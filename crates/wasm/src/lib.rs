//! WebAssembly bindings that run the POI navigator inside a chat page.
//!
//! The engine crates are written against host seams (`DomNode`,
//! `KeyValueStorage`, `Scheduler`, `ObserverHost`). This crate supplies the
//! browser implementations and a small JavaScript API on top.
//!
//! ## Module Structure
//!
//! - [`dom`] - `DomNode`/`DomDocument` over `web_sys::Element` and `Document`
//! - [`storage`] - `window.localStorage`
//! - [`scheduler`] - `setTimeout` and `requestAnimationFrame`
//! - [`observers`] - native intersection, mutation and resize observers
//! - `registry` - the once-per-page boot guard
//! - [`error`] - error types with JavaScript interop
//!
//! # Example
//!
//! ```javascript
//! import init, { boot } from '@poi-nav/wasm';
//!
//! await init();
//!
//! // Called once the chat page's DOM is ready.
//! const nav = boot({ storageNamespace: 'my-outline' }, document.querySelector('#outline-panel'));
//! nav.subscribe((state) => renderPanel(state));
//! ```
//!
//! Passing the panel element makes the navigator ignore DOM churn inside it.

pub mod dom;
pub mod error;
mod handle;
pub mod observers;
mod registry;
pub mod scheduler;
pub mod storage;

pub use dom::{WebDocument, WebNode};
pub use error::{ErrorCode, WasmError};
pub use handle::{PoiNavigator, Subscription};
pub use observers::BrowserObservers;
pub use scheduler::BrowserScheduler;
pub use storage::LocalStorage;

use wasm_bindgen::prelude::*;

/// Initialize the WASM module.
///
/// Sets up panic hooks for better error messages in the browser console. It is
/// called automatically by wasm-pack's generated JavaScript.
#[wasm_bindgen(start)]
pub fn init() {
    console_error_panic_hook::set_once();

    #[cfg(feature = "console-logging")]
    {
        console_log::init_with_level(log::Level::Debug).ok();
    }
}

/// Starts the navigator on the current page.
///
/// `config` is an optional object with the navigator's configuration keys
/// (`debounceMs`, `storageNamespace`, ...). `overlay` is the element hosting
/// the outline panel, if any.
///
/// Booting again from the same module returns the running navigator; a second
/// module injected into the same page fails with `ALREADY_BOOTED`.
#[wasm_bindgen]
pub fn boot(config: JsValue, overlay: Option<web_sys::Element>) -> Result<PoiNavigator, JsValue> {
    Ok(registry::start(config, overlay)?)
}

/// Disposes the running navigator, if any, and clears the page flag.
#[wasm_bindgen]
pub fn shutdown() {
    registry::stop();
}

/// Get the version of the poi-wasm library.
#[wasm_bindgen(js_name = getVersion)]
pub fn get_version() -> String {
    env!("CARGO_PKG_VERSION").to_string()
}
★ ★ ★ ★
Exercise — An exact copy of the lines from the one with "the page flag." through the last line of the listing is the whole answer.

Exercise output —
/// Disposes the running navigator, if any, and clears the page flag.
#[wasm_bindgen]
pub fn shutdown() {
    registry::stop();
}

/// Get the version of the poi-wasm library.
#[wasm_bindgen(js_name = getVersion)]
pub fn get_version() -> String {
    env!("CARGO_PKG_VERSION").to_string()
}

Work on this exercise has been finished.